GEORGE TOWN: The state will rope in other agencies to look into ways to strengthen anti-dumping laws that include higher penalties against offenders.
State Local Government Committee chairman Jagdeep Singh Deo said a meeting between the agencies, including the Immigration Department, police, and the Penang Island City Council (MBPP) and Department of Environment (DoE) will be convened soon.
“We know the RM2,000 fine was a slap on the wrist, but we have to follow what is provided for under the law and the fine was the maximum under the Seberang Prai Municipal Council (MPSP) by-laws,” he said.
He said the state would study ways to strengthen laws to enable stringent monitoring against illegal dumping.

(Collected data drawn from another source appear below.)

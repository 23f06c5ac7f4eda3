use std::collections::HashSet;
use std::mem;

use crate::ast::Token;
use crate::error::ParseError;

/// Mutable parse state for one nesting level: a cursor into the pattern and
/// the tokens produced so far at that level. One scope exists per top-level
/// call, group body, or alternation branch, and none outlives the call that
/// created it.
struct ParseScope {
    pos: usize,
    tokens: Vec<Token>,
}

impl ParseScope {
    fn new(pos: usize) -> Self {
        ParseScope {
            pos,
            tokens: Vec::new(),
        }
    }
}

/// Parses a pattern into its top-level token sequence.
pub fn parse_regex(pattern: &str) -> Result<Vec<Token>, ParseError> {
    let chars: Vec<char> = pattern.chars().collect();
    let mut scope = ParseScope::new(0);
    while scope.pos < chars.len() {
        process(&chars, &mut scope)?;
        scope.pos += 1;
    }
    Ok(scope.tokens)
}

// One dispatch step: inspect the character at the cursor and append (or
// rewrite) at most one token. Sub-routines that consume extra input leave the
// cursor on the last character they consumed, so the caller's +1 lands just
// past the construct.
fn process(pattern: &[char], scope: &mut ParseScope) -> Result<(), ParseError> {
    match pattern[scope.pos] {
        '(' => parse_group(pattern, scope),
        '[' => parse_bracket(pattern, scope),
        '|' => parse_or(pattern, scope),
        '*' | '?' | '+' => parse_repeat(pattern, scope),
        '{' => parse_repeat_bounds(pattern, scope),
        ch => {
            scope.tokens.push(Token::Literal(ch));
            Ok(())
        }
    }
}

fn parse_group(pattern: &[char], scope: &mut ParseScope) -> Result<(), ParseError> {
    let open = scope.pos;

    let mut group = ParseScope::new(open + 1);
    while group.pos < pattern.len() && pattern[group.pos] != ')' {
        process(pattern, &mut group)?;
        group.pos += 1;
    }
    if group.pos >= pattern.len() {
        return Err(ParseError::UnterminatedConstruct {
            delimiter: '(',
            pos: open,
        });
    }

    scope.tokens.push(Token::Group(group.tokens));
    // the sub-scope stopped on the ')'; pick its position up so iteration
    // resumes past the group instead of re-scanning its interior
    scope.pos = group.pos;
    Ok(())
}

fn parse_bracket(pattern: &[char], scope: &mut ParseScope) -> Result<(), ParseError> {
    let open = scope.pos;
    scope.pos += 1;

    let mut literals: Vec<char> = Vec::new();
    loop {
        if scope.pos >= pattern.len() {
            return Err(ParseError::UnterminatedConstruct {
                delimiter: '[',
                pos: open,
            });
        }
        let ch = pattern[scope.pos];
        if ch == ']' {
            break;
        }

        if ch == '-' {
            // range: replace the previous character with every character
            // from it up to the one after the '-'
            let prev = literals.pop().ok_or(ParseError::MalformedRange { pos: scope.pos })?;
            scope.pos += 1;
            if scope.pos >= pattern.len() {
                return Err(ParseError::UnterminatedConstruct {
                    delimiter: '[',
                    pos: open,
                });
            }
            let next = pattern[scope.pos];
            // yields nothing when prev > next
            literals.extend(prev..=next);
        } else {
            literals.push(ch);
        }

        scope.pos += 1;
    }

    let literals: HashSet<char> = literals.into_iter().collect();
    scope.tokens.push(Token::Bracket(literals));
    Ok(())
}

fn parse_or(pattern: &[char], scope: &mut ParseScope) -> Result<(), ParseError> {
    // the right operand is everything up to end of input or the ')' of an
    // enclosing group
    let mut rhs = ParseScope::new(scope.pos + 1);
    while rhs.pos < pattern.len() && pattern[rhs.pos] != ')' {
        process(pattern, &mut rhs)?;
        rhs.pos += 1;
    }

    // alternation binds to everything parsed so far in this scope
    let left = Token::GroupUncaptured(mem::take(&mut scope.tokens));
    let right = if matches!(rhs.tokens.as_slice(), [Token::Or(..)]) {
        // a chained alternation already reduced the branch to a single Or;
        // nest it directly so `a|b|c` leans right
        rhs.tokens.swap_remove(0)
    } else {
        Token::GroupUncaptured(rhs.tokens)
    };

    // stop on the last character the branch consumed; a terminating ')'
    // still closes the enclosing group
    scope.pos = rhs.pos - 1;
    scope.tokens = vec![Token::Or(Box::new(left), Box::new(right))];
    Ok(())
}

fn parse_repeat(pattern: &[char], scope: &mut ParseScope) -> Result<(), ParseError> {
    let symbol = pattern[scope.pos];
    let (min, max) = match symbol {
        '*' => (0, None),
        '?' => (0, Some(1)),
        _ => (1, None), // '+'
    };

    // wrap the last token so the bounds apply to it
    let prev = scope.tokens.pop().ok_or(ParseError::DanglingQuantifier {
        symbol,
        pos: scope.pos,
    })?;
    scope.tokens.push(Token::Repeat(Box::new(prev), min, max));
    Ok(())
}

fn parse_repeat_bounds(pattern: &[char], scope: &mut ParseScope) -> Result<(), ParseError> {
    let open = scope.pos;

    let mut end = open + 1;
    while end < pattern.len() && pattern[end] != '}' {
        end += 1;
    }
    if end >= pattern.len() {
        return Err(ParseError::UnterminatedConstruct {
            delimiter: '{',
            pos: open,
        });
    }

    let spec: String = pattern[open + 1..end].iter().collect();
    let invalid = || ParseError::InvalidQuantifierSpec {
        spec: spec.clone(),
        pos: open,
    };

    let fields: Vec<&str> = spec.split(',').collect();
    let (min, max) = match fields.as_slice() {
        [count] => {
            let count: usize = count.parse().map_err(|_| invalid())?;
            (count, Some(count))
        }
        [lo, hi] => {
            let min: usize = lo.parse().map_err(|_| invalid())?;
            let max = if hi.is_empty() {
                None
            } else {
                Some(hi.parse().map_err(|_| invalid())?)
            };
            (min, max)
        }
        _ => return Err(invalid()),
    };
    if let Some(max) = max {
        if min > max {
            return Err(invalid());
        }
    }

    let prev = scope.tokens.pop().ok_or(ParseError::DanglingQuantifier {
        symbol: '{',
        pos: open,
    })?;
    scope.tokens.push(Token::Repeat(Box::new(prev), min, max));
    scope.pos = end; // on the '}'
    Ok(())
}
use std::collections::HashSet;

#[derive(Debug, Clone, PartialEq, Eq)]
pub enum Token {
    Literal(char),
    Group(Vec<Token>),                        // ( ... )
    GroupUncaptured(Vec<Token>),              // alternation operand, not captured
    Bracket(HashSet<char>),                   // [abc], [a-z]; membership only
    Or(Box<Token>, Box<Token>),               // a|b
    Repeat(Box<Token>, usize, Option<usize>), // {n}, {n,}, {n,m}, ?, *, +; None = no upper bound
}
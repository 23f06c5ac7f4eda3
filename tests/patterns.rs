use rgx_parse::{ParseError, Token, parse_regex};

fn lit(c: char) -> Token {
    Token::Literal(c)
}

fn uncaptured(tokens: Vec<Token>) -> Token {
    Token::GroupUncaptured(tokens)
}

fn or(left: Token, right: Token) -> Token {
    Token::Or(Box::new(left), Box::new(right))
}

fn repeat(inner: Token, min: usize, max: Option<usize>) -> Token {
    Token::Repeat(Box::new(inner), min, max)
}

#[test]
fn every_payload_is_reachable_from_one_pattern() {
    let tokens = parse_regex("([a-c]|d+)?e{2}").unwrap();
    assert_eq!(
        tokens,
        vec![
            repeat(
                Token::Group(vec![or(
                    uncaptured(vec![Token::Bracket("abc".chars().collect())]),
                    uncaptured(vec![repeat(lit('d'), 1, None)]),
                )]),
                0,
                Some(1),
            ),
            repeat(lit('e'), 2, Some(2)),
        ]
    );
}

#[test]
fn branches_keep_their_operand_order() {
    let tokens = parse_regex("ab|cd").unwrap();
    let Token::Or(left, right) = &tokens[0] else {
        panic!("expected an alternation, got {tokens:?}");
    };
    assert_eq!(**left, uncaptured(vec![lit('a'), lit('b')]));
    assert_eq!(**right, uncaptured(vec![lit('c'), lit('d')]));
}

#[test]
fn reparsing_yields_an_identical_tree() {
    let pattern = "(a|b)*c{1,3}[x-z]";
    assert_eq!(parse_regex(pattern), parse_regex(pattern));
}

#[test]
fn invalid_quantifier_names_the_offending_text() {
    let err = parse_regex("a{1,2,3}").unwrap_err();
    assert_eq!(
        err,
        ParseError::InvalidQuantifierSpec {
            spec: "1,2,3".to_string(),
            pos: 1,
        }
    );
    assert!(err.to_string().contains("1,2,3"), "got: {err}");
}

#[test]
fn errors_carry_positions_for_reporting() {
    let err = parse_regex("ab(cd").unwrap_err();
    assert_eq!(
        err,
        ParseError::UnterminatedConstruct {
            delimiter: '(',
            pos: 2,
        }
    );
    assert!(err.to_string().contains("position 2"), "got: {err}");

    let err = parse_regex("x[-a]").unwrap_err();
    assert_eq!(err, ParseError::MalformedRange { pos: 2 });

    let err = parse_regex("xy*z*w{2,1}").unwrap_err();
    assert_eq!(
        err,
        ParseError::InvalidQuantifierSpec {
            spec: "2,1".to_string(),
            pos: 6,
        }
    );
}
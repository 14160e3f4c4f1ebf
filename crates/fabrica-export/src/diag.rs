//! Structured export diagnostics.
//!
//! Dropped or unrepresentable constructs are never silent: each one is
//! recorded as a [`Warning`] returned alongside the document, so
//! callers (and tests) can assert on exactly what was omitted. Every
//! warning is also logged through `tracing`.

use serde::Serialize;
use thiserror::Error;

/// A non-fatal export finding. Indices are arena indices into the
/// source problem.
#[derive(Debug, Clone, PartialEq, Error, Serialize)]
pub enum Warning {
    /// A rigid material has neither center of mass nor density; the
    /// material record is emitted without either field.
    #[error("rigid material {material} has neither center of mass nor density")]
    RigidBodyUnderspecified {
        /// Arena index of the rigid material.
        material: usize,
    },

    /// An orthotropic material carries an axis kind the schema cannot
    /// express; its `mat_axis` parameter is omitted.
    #[error("orthotropic material {material} has an axis kind the schema cannot express")]
    UnsupportedOrthotropicAxis {
        /// Arena index of the orthotropic material.
        material: usize,
    },

    /// A spring lacks a linear isotropic material; the spring record
    /// is emitted without a stiffness value.
    #[error("spring element {element} has no linear isotropic material; stiffness omitted")]
    NonlinearSpring {
        /// Arena index of the spring element.
        element: usize,
    },

    /// A contact surface lists an element kind that has no schema tag;
    /// the surface record for it is skipped.
    #[error("contact surface element {element} has no schema representation")]
    UnsupportedSurfaceElement {
        /// Arena index of the offending element.
        element: usize,
    },
}

/// Collects warnings over one export call.
#[derive(Debug, Default)]
pub struct Diagnostics {
    warnings: Vec<Warning>,
}

impl Diagnostics {
    /// Creates an empty collector.
    pub fn new() -> Self {
        Self::default()
    }

    /// Records one warning and logs it.
    pub fn warn(&mut self, warning: Warning) {
        tracing::warn!("{warning}");
        self.warnings.push(warning);
    }

    /// The warnings recorded so far.
    pub fn warnings(&self) -> &[Warning] {
        &self.warnings
    }

    /// Consumes the collector, yielding the warning list.
    pub fn into_warnings(self) -> Vec<Warning> {
        self.warnings
    }
}
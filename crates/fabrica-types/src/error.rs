//! Error types for the Fabrica toolkit.
//!
//! All crates return `FabricaResult<T>` from fallible operations.

use thiserror::Error;

/// Unified error type for the Fabrica toolkit.
#[derive(Debug, Error)]
pub enum FabricaError {
    /// Element construction data is malformed (wrong node arity, etc.).
    #[error("Invalid element: {0}")]
    InvalidElement(String),

    /// Material definition is inconsistent.
    #[error("Invalid material: {0}")]
    InvalidMaterial(String),

    /// Load curve is malformed (empty, out-of-range reference).
    #[error("Invalid load curve: {0}")]
    InvalidCurve(String),

    /// The problem graph is inconsistent (index out of arena bounds, etc.).
    #[error("Invalid problem: {0}")]
    InvalidProblem(String),

    /// A cross-reference did not resolve through the identity table.
    ///
    /// The exporter establishes its top-level entity rule before any id
    /// is assigned, so hitting this indicates a bug rather than bad input.
    #[error("Unresolved {kind} reference (arena index {index})")]
    UnresolvedReference {
        /// Entity kind ("node", "element", "material", "load curve").
        kind: &'static str,
        /// Arena index of the entity that was never assigned an output id.
        index: usize,
    },

    /// XML serialization failure.
    #[error("XML error: {0}")]
    Xml(String),

    /// I/O operation failed.
    #[error("I/O error: {0}")]
    Io(#[from] std::io::Error),
}

/// Convenience alias for `Result<T, FabricaError>`.
pub type FabricaResult<T> = Result<T, FabricaError>;
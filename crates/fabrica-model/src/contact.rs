//! Contact interfaces.
//!
//! Sliding and tied contacts pair a master surface against a slave
//! surface, each an ordered list of surface elements, plus free-form
//! solver options. A rigid interface welds a node set to a rigid-body
//! material. Contacts may be registered on the problem directly or
//! wrapped in a [`Switch`] for time-varying activation.

use std::collections::BTreeMap;

use fabrica_types::{ContactId, ElementId, MaterialId, NodeId, Real};

use crate::switch::Switch;

/// The two element surfaces of a sliding or tied interface, plus
/// free-form solver options emitted verbatim.
#[derive(Debug, Clone, PartialEq, Default)]
pub struct SurfacePair {
    /// Master surface, in emission order.
    pub master: Vec<ElementId>,
    /// Slave surface, in emission order.
    pub slave: Vec<ElementId>,
    /// Solver options, emitted as child records in key order.
    pub options: BTreeMap<String, String>,
}

/// A contact interface.
#[derive(Debug, Clone, PartialEq)]
pub enum Contact {
    /// Sliding contact. The flag combination selects the schema
    /// sub-type at export time.
    Sliding {
        /// Master/slave surfaces and options.
        surfaces: SurfacePair,
        /// Biphasic (fluid-pressure-coupled) formulation.
        biphasic: bool,
        /// Solute-coupled formulation (implies biphasic transport).
        solute: bool,
        /// Coulomb friction coefficient; zero means frictionless.
        friction_coefficient: Real,
    },
    /// Tied contact: the surfaces move together.
    Tied {
        /// Master/slave surfaces and options.
        surfaces: SurfacePair,
    },
    /// Nodes welded to a rigid body.
    RigidInterface {
        /// The rigid-body material.
        body: MaterialId,
        /// Constrained nodes, in emission order.
        nodes: Vec<NodeId>,
    },
}

impl Contact {
    /// The surface pair of a sliding or tied contact.
    pub fn surfaces(&self) -> Option<&SurfacePair> {
        match self {
            Contact::Sliding { surfaces, .. } | Contact::Tied { surfaces } => Some(surfaces),
            Contact::RigidInterface { .. } => None,
        }
    }
}

/// How a contact participates in the analysis: always active, or
/// selected over time by a switch.
#[derive(Debug, Clone, PartialEq)]
pub enum ContactBinding {
    /// Active for the whole analysis.
    Constant(ContactId),
    /// Time-keyed selection among contacts.
    Switched(Switch<ContactId>),
}
//! Rigid-body constraint translator.
//!
//! Each top-level rigid material gets a `rigid_body` fragment with one
//! record per non-free DOF. Switched DOFs are excluded here and
//! resolved per step by the timeline partitioner, through the same
//! per-state record builder.

use fabrica_model::{Constraint, Dof, DofState, Problem};
use fabrica_types::{FabricaResult, MaterialId};

use crate::names;
use crate::table::IdTable;
use crate::xml::XmlElement;

/// Builds one rigid-body DOF record, or `None` for a free DOF.
pub(crate) fn rigid_dof_record(
    dof: Dof,
    state: &DofState,
    table: &IdTable,
) -> FabricaResult<Option<XmlElement>> {
    let tag = names::rigid_dof_tag(dof);
    let record = match state {
        DofState::Free => return Ok(None),
        DofState::Fixed => XmlElement::new(tag).with_attr("type", "fixed"),
        DofState::Displacement { curve, multiplier } => XmlElement::new(tag)
            .with_attr("type", "prescribed")
            .with_attr("lc", table.require_curve(*curve)?.to_string())
            .with_text(multiplier.to_string()),
        DofState::Force { curve, multiplier } => XmlElement::new(tag)
            .with_attr("type", "force")
            .with_attr("lc", table.require_curve(*curve)?.to_string())
            .with_text(multiplier.to_string()),
    };
    Ok(Some(record))
}

/// Emits the constant rigid-body constraints for every top-level rigid
/// material; returns the materials that carry a switched constraint on
/// any DOF.
pub(crate) fn global_rigid_records(
    problem: &Problem,
    table: &IdTable,
) -> FabricaResult<(Vec<XmlElement>, Vec<MaterialId>)> {
    let mut records = Vec::new();
    let mut switched = Vec::new();
    for &id in table.top_materials() {
        let Some(constraints) = problem.material(id).rigid_constraints() else {
            continue;
        };
        let mut body =
            XmlElement::new("rigid_body").with_attr("mat", table.require_material(id)?.to_string());
        let mut any_switched = false;
        for dof in Dof::ALL {
            match &constraints[dof.slot()] {
                Constraint::Constant(state) => {
                    if let Some(record) = rigid_dof_record(dof, state, table)? {
                        body.push(record);
                    }
                }
                Constraint::Switched(_) => any_switched = true,
            }
        }
        if body.has_children() {
            records.push(body);
        }
        if any_switched {
            switched.push(id);
        }
    }
    Ok((records, switched))
}
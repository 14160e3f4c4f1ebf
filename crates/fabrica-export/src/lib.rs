//! # fabrica-export
//!
//! Model-graph resolver and translator: turns a
//! [`Problem`](fabrica_model::Problem) into a FEBio `.feb` document
//! (spec version 1.1).
//!
//! ## Pipeline
//!
//! 1. [`resolve`] — walk the entity graph from the problem's element
//!    sets and contact bindings, collecting the distinct entities of
//!    each kind.
//! 2. [`IdTable::assign`] — sequential 1-based output ids per kind,
//!    with the top-level material rule applied up front.
//! 3. Translators — materials, load curves, node/rigid constraints,
//!    contacts, and the timeline of switch-driven steps.
//! 4. [`build_document`] — assemble the section tree in fixed order,
//!    prune empty sections, and hand back the document plus every
//!    [`Warning`] raised along the way.
//!
//! Dropped constructs are never silent: each produces a structured
//! warning in the returned list and a `tracing` event.

mod boundary;
mod contact;
mod curves;
mod diag;
mod document;
mod material;
mod names;
mod resolve;
mod rigid;
mod table;
mod timeline;
mod xml;

pub use diag::{Diagnostics, Warning};
pub use document::{build_document, feb_to_string, write_feb, FebExport};
pub use material::{schema_type_name, translate_material, MaterialCard, Param};
pub use resolve::{resolve, Reachable};
pub use table::IdTable;
pub use xml::XmlElement;
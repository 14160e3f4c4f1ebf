//! Load-curve translator: the `LoadData` section.

use fabrica_model::Problem;
use fabrica_types::FabricaResult;

use crate::names;
use crate::table::IdTable;
use crate::xml::XmlElement;

/// Builds the `LoadData` section: one `loadcurve` per reachable curve
/// with its points emitted sorted by time.
pub(crate) fn load_data_section(problem: &Problem, table: &IdTable) -> FabricaResult<XmlElement> {
    let mut section = XmlElement::new("LoadData");
    for &id in table.curves() {
        let curve = problem.curve(id);
        let mut el = XmlElement::new("loadcurve")
            .with_attr("id", table.require_curve(id)?.to_string())
            .with_attr("type", names::interpolation_name(curve.interpolation))
            .with_attr("extend", names::extrapolation_name(curve.extrapolation));
        for (time, value) in &curve.points {
            el.push(XmlElement::new("loadpoint").with_text(format!("{},{}", time, value)));
        }
        section.push(el);
    }
    Ok(section)
}
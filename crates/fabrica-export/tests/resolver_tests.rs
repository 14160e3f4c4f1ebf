//! Integration tests for the graph resolver and identity table.

use fabrica_export::{resolve, IdTable};
use fabrica_model::{
    Constraint, Contact, ContactBinding, Dof, DofState, Element, ElementKind, LoadCurve, Material,
    Node, Problem, SurfacePair, Switch,
};
use fabrica_types::NodeId;
use glam::DVec3;

fn tet(problem: &mut Problem, material: Option<fabrica_types::MaterialId>) -> Vec<NodeId> {
    let nodes = vec![
        problem.add_node(Node::at(0.0, 0.0, 0.0)),
        problem.add_node(Node::at(1.0, 0.0, 0.0)),
        problem.add_node(Node::at(0.0, 1.0, 0.0)),
        problem.add_node(Node::at(0.0, 0.0, 1.0)),
    ];
    let element = Element::new(ElementKind::Tet4, nodes.clone(), material).unwrap();
    problem.add_element_to("", element);
    nodes
}

#[test]
fn reachability_follows_material_and_base_edges() {
    let mut p = Problem::new();
    let base = p.add_material(Material::VerondaWestmann {
        c1: 1.0,
        c2: 2.0,
        k: 3.0,
    });
    let trans = p.add_material(Material::TransIso {
        c3: 4.0,
        c4: 5.0,
        c5: 6.0,
        lam_max: 7.0,
        axis: fabrica_model::Orientation::Vector {
            a: DVec3::X,
            d: DVec3::Y,
        },
        base,
    });
    tet(&mut p, Some(trans));

    let reachable = resolve(&p);
    assert_eq!(reachable.nodes.len(), 4);
    assert_eq!(reachable.elements.len(), 1);
    // Both the wrapper and its base are reachable.
    assert!(reachable.materials.contains(&trans));
    assert!(reachable.materials.contains(&base));
}

#[test]
fn curves_inside_switch_values_are_reachable() {
    let mut p = Problem::new();
    let m = p.add_material(Material::NeoHookean { e: 1.0, v: 0.3 });
    let curve = p.add_curve(LoadCurve::ramp());
    let nodes = tet(&mut p, Some(m));
    p.node_mut(nodes[0]).set_constraint(
        Dof::X,
        Constraint::Switched(Switch::from_points([(
            1.0,
            DofState::Displacement {
                curve,
                multiplier: 1.0,
            },
        )])),
    );

    let reachable = resolve(&p);
    assert!(reachable.curves.contains(&curve));
}

#[test]
fn contacts_pull_in_surfaces_and_rigid_bodies() {
    let mut p = Problem::new();
    let rigid = p.add_material(Material::rigid(None, Some(1.0)));
    let loose = p.add_node(Node::at(5.0, 5.0, 5.0));
    let contact = p.add_contact(Contact::RigidInterface {
        body: rigid,
        nodes: vec![loose],
    });
    p.bind_contact(ContactBinding::Constant(contact));

    let reachable = resolve(&p);
    assert!(reachable.materials.contains(&rigid));
    assert!(reachable.nodes.contains(&loose));
    assert!(reachable.contacts.contains(&contact));
}

#[test]
fn switch_referenced_contacts_are_reachable() {
    let mut p = Problem::new();
    let nodes = vec![
        p.add_node(Node::at(0.0, 0.0, 0.0)),
        p.add_node(Node::at(1.0, 0.0, 0.0)),
        p.add_node(Node::at(1.0, 1.0, 0.0)),
    ];
    let facet = p.add_element(Element::new(ElementKind::Surface3, nodes, None).unwrap());
    let contact = p.add_contact(Contact::Tied {
        surfaces: SurfacePair {
            master: vec![facet],
            slave: vec![],
            options: Default::default(),
        },
    });
    p.bind_contact(ContactBinding::Switched(Switch::from_points([(
        1.0, contact,
    )])));

    let reachable = resolve(&p);
    assert!(reachable.contacts.contains(&contact));
    assert!(reachable.elements.contains(&facet));
    assert_eq!(reachable.nodes.len(), 3);
}

#[test]
fn ids_are_contiguous_from_one() {
    let mut p = Problem::new();
    let m1 = p.add_material(Material::NeoHookean { e: 1.0, v: 0.3 });
    let m2 = p.add_material(Material::MooneyRivlin {
        c1: 1.0,
        c2: 2.0,
        k: 3.0,
    });
    tet(&mut p, Some(m1));
    tet(&mut p, Some(m2));

    let reachable = resolve(&p);
    let table = IdTable::assign(&p, &reachable);

    let node_ids: Vec<u32> = table
        .nodes()
        .iter()
        .map(|&n| table.node_id(n).unwrap())
        .collect();
    assert_eq!(node_ids, (1..=8).collect::<Vec<u32>>());

    let element_ids: Vec<u32> = table
        .listed_elements()
        .iter()
        .map(|&e| table.element_id(e).unwrap())
        .collect();
    assert_eq!(element_ids, vec![1, 2]);

    let material_ids: Vec<u32> = table
        .top_materials()
        .iter()
        .map(|&m| table.material_id(m).unwrap())
        .collect();
    assert_eq!(material_ids, vec![1, 2]);
}

#[test]
fn missing_material_maps_to_reserved_zero() {
    let mut p = Problem::new();
    tet(&mut p, None);
    let reachable = resolve(&p);
    let table = IdTable::assign(&p, &reachable);
    assert_eq!(table.material_ref(None).unwrap(), 0);
}

#[test]
fn trans_iso_base_gets_no_id_unless_used_directly() {
    let mut p = Problem::new();
    let base = p.add_material(Material::VerondaWestmann {
        c1: 1.0,
        c2: 2.0,
        k: 3.0,
    });
    let trans = p.add_material(Material::TransIso {
        c3: 4.0,
        c4: 5.0,
        c5: 6.0,
        lam_max: 7.0,
        axis: fabrica_model::Orientation::Vector {
            a: DVec3::X,
            d: DVec3::Y,
        },
        base,
    });
    tet(&mut p, Some(trans));

    let reachable = resolve(&p);
    let table = IdTable::assign(&p, &reachable);
    assert!(table.material_id(base).is_none());
    assert_eq!(table.material_id(trans), Some(1));

    // Add a direct use of the base: it becomes top-level.
    tet(&mut p, Some(base));
    let reachable = resolve(&p);
    let table = IdTable::assign(&p, &reachable);
    assert_eq!(table.material_id(base), Some(1));
    assert_eq!(table.material_id(trans), Some(2));
}

#[test]
fn unreachable_arena_entries_are_ignored() {
    let mut p = Problem::new();
    p.add_node(Node::at(9.0, 9.0, 9.0));
    p.add_material(Material::NeoHookean { e: 1.0, v: 0.3 });
    p.add_curve(LoadCurve::ramp());
    let m = p.add_material(Material::MooneyRivlin {
        c1: 1.0,
        c2: 2.0,
        k: 3.0,
    });
    tet(&mut p, Some(m));

    let reachable = resolve(&p);
    assert_eq!(reachable.nodes.len(), 4);
    assert_eq!(reachable.materials.len(), 1);
    assert!(reachable.curves.is_empty());
}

“We have to follow what is provided for under the law and the fine is the maximum under the Seberang Prai Municipal Council (MPSP) by-laws,” he said yesterday.
Jagdeep was commenting on the landowner of the illegal dumpsite in Bukit Teh who was fined RM2,000 after he pleaded guilty at a Magistrate’s Court in Bukit Mertajam on Thursday.
Also slapped with the same fine was the operator of a nearby illegal factory.
The landowner, H’ng Boon Chai, was charged under the MPSP Refuse Collection, Removal and Disposal (Municipal Council of Province Wellesley) By-Laws 1994.
The factory, Young Master Enterprise (M) Sdn Bhd, was charged under the MPSP Licence Fees By-Law 1980 and fined RM2,000 after a representative pleaded guilty.
RM2,000 is the maximum fine stipulated under both by-laws.
Jagdeep said landowners could be charged under Section 26 of the Town and Country Planning Act, which carries a jail term of two years, or Section 29 of the Environmental Quality Act (EQA), which carries a jail term of five years, if they committed such acts in future.
“Both these laws carry a maximum fine of RM500,000 if convicted.
“However, in this case, the landowner could not be charged under the EQA as it was not a scheduled or an environmentally hazardous waste,” said Jagdeep.
Sahabat Alam Malaysia president Meenakshi Raman said a RM2,000 fine for illegal dumping was too low and did not commensurate with the dangers posed by waste dumping on the environment and public health.